Rocky Mountain Naturalist

  • Enos Mills on Cricket with Scotch

    from Radiant Days
  -Go out into the wilderness and meet yourself," advised Enos Mills, called the father of Colorado's Rocky Mountain National Park. "If any normal person under 50 cannot enjoy being in a storm in the wilds, he ought to reform at once." Radiant Days: Writings by Enos Mills contains the work of this naturalist and activist who routinely outsold contemporaries John Muir and John Burroughs during the early part of this century. Fourteen-year-old Mills left his parents' Kansas home in 1884 to settle near Longs Peak, now protected by the national park.

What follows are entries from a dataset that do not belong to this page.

use crate::device_display::interface::DisplayEvent;
use crate::image_classifier::interface::{Classification, ClassificationError};
use crate::image_preprocessor::{PixelBuffer, PreprocessError};
use crate::photo::{Photo, PhotoSource};
use crate::result_formatter::format_classifications;
use std::error::Error;
use std::sync::Arc;

pub const PROMPT_TEXT: &str = "Take a photo to classify.";
pub const CLASSIFYING_TEXT: &str = "Classifying...";

#[derive(Debug, Clone, PartialEq)]
pub struct Model {
    pub phase: Phase,
    pub camera_available: bool,
    pub photo: Option<Arc<PixelBuffer>>,
    pub text: String,
}

#[derive(Debug, Clone, Copy, PartialEq, Eq)]
pub enum Phase {
    Idle,
    PickingPhoto(Picking),
    Classifying,
}

#[derive(Debug, Clone, Copy, PartialEq, Eq)]
pub enum Picking {
    ChoosingSource,
    Presenting(PhotoSource),
}

#[derive(Debug)]
pub enum Msg {
    DisplayEvent(DisplayEvent),
    SourceChosen(Result<Option<PhotoSource>, Box<dyn Error + Send + Sync>>),
    PhotoPicked(Result<Option<Photo>, Box<dyn Error + Send + Sync>>),
    PreprocessDone(Result<Arc<PixelBuffer>, PreprocessError>),
    ClassifyDone(Result<Vec<Classification>, ClassificationError>),
}

#[derive(Debug, Clone, PartialEq)]
pub enum Effect {
    SubscribeDisplay,
    ChooseSource,
    PickPhoto { source: PhotoSource },
    Preprocess { photo: Arc<Photo> },
    Classify { buffer: Arc<PixelBuffer> },
}

pub fn init(camera_available: bool) -> (Model, Vec<Effect>) {
    (
        Model {
            phase: Phase::Idle,
            camera_available,
            photo: None,
            text: PROMPT_TEXT.to_string(),
        },
        vec![Effect::SubscribeDisplay],
    )
}

pub fn transition(model: Model, msg: Msg) -> (Model, Vec<Effect>) {
    match (model.phase, msg) {
        (Phase::Idle, Msg::DisplayEvent(DisplayEvent::TakePicture)) => {
            if model.camera_available {
                (
                    Model {
                        phase: Phase::PickingPhoto(Picking::ChoosingSource),
                        ..model
                    },
                    vec![Effect::ChooseSource],
                )
            } else {
                present(model, PhotoSource::Library)
            }
        }

        // Source selection
        (Phase::PickingPhoto(Picking::ChoosingSource), Msg::SourceChosen(Ok(Some(source)))) => {
            present(model, source)
        }
        (Phase::PickingPhoto(Picking::ChoosingSource), Msg::SourceChosen(Ok(None))) => {
            (idle(model), vec![])
        }
        (Phase::PickingPhoto(Picking::ChoosingSource), Msg::SourceChosen(Err(e))) => (
            with_text(idle(model), format!("Unable to pick photo.\n{}", e)),
            vec![],
        ),

        // Picker
        (Phase::PickingPhoto(Picking::Presenting(_)), Msg::PhotoPicked(Ok(Some(photo)))) => (
            Model {
                phase: Phase::Classifying,
                photo: None,
                text: CLASSIFYING_TEXT.to_string(),
                ..model
            },
            vec![Effect::Preprocess {
                photo: Arc::new(photo),
            }],
        ),
        (Phase::PickingPhoto(Picking::Presenting(_)), Msg::PhotoPicked(Ok(None))) => {
            (idle(model), vec![])
        }
        (Phase::PickingPhoto(Picking::Presenting(_)), Msg::PhotoPicked(Err(e))) => (
            with_text(idle(model), format!("Unable to pick photo.\n{}", e)),
            vec![],
        ),

        // Classification
        (Phase::Classifying, Msg::PreprocessDone(Ok(buffer))) => (
            Model {
                photo: Some(buffer.clone()),
                ..model
            },
            vec![Effect::Classify { buffer }],
        ),
        (Phase::Classifying, Msg::PreprocessDone(Err(e))) => (
            with_text(idle(model), format!("Unable to decode image.\n{}", e)),
            vec![],
        ),
        (Phase::Classifying, Msg::ClassifyDone(Ok(classifications))) => (
            with_text(idle(model), format_classifications(&classifications)),
            vec![],
        ),
        (Phase::Classifying, Msg::ClassifyDone(Err(e))) => (
            with_text(idle(model), format!("Unable to classify image.\n{}", e)),
            vec![],
        ),

        _ => (model, vec![]),
    }
}

fn present(model: Model, source: PhotoSource) -> (Model, Vec<Effect>) {
    (
        Model {
            phase: Phase::PickingPhoto(Picking::Presenting(source)),
            ..model
        },
        vec![Effect::PickPhoto { source }],
    )
}

fn idle(model: Model) -> Model {
    Model {
        phase: Phase::Idle,
        ..model
    }
}

fn with_text(model: Model, text: String) -> Model {
    Model { text, ..model }
}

Five years later, Mills met Muir, who urged him to write about his wilderness experiences, and soon Mills was publishing in national magazines such as Harper's and Saturday Evening Post. Much of the material for his quick-paced, sometimes humorous, essays came from his 300 treks up 14,255-feet Longs Peak, 40 times solo. Radiant Days features 19 essays that range from the history of a 1,000-year-old pine tree to tracking and being tracked by a grizzly bear. Edited by John Dotson, Radiant Days includes a brief foreword by writer Bill McKibben.


University of Utah Press, Salt Lake City. 1994. $15.95, paperback. 248 pages.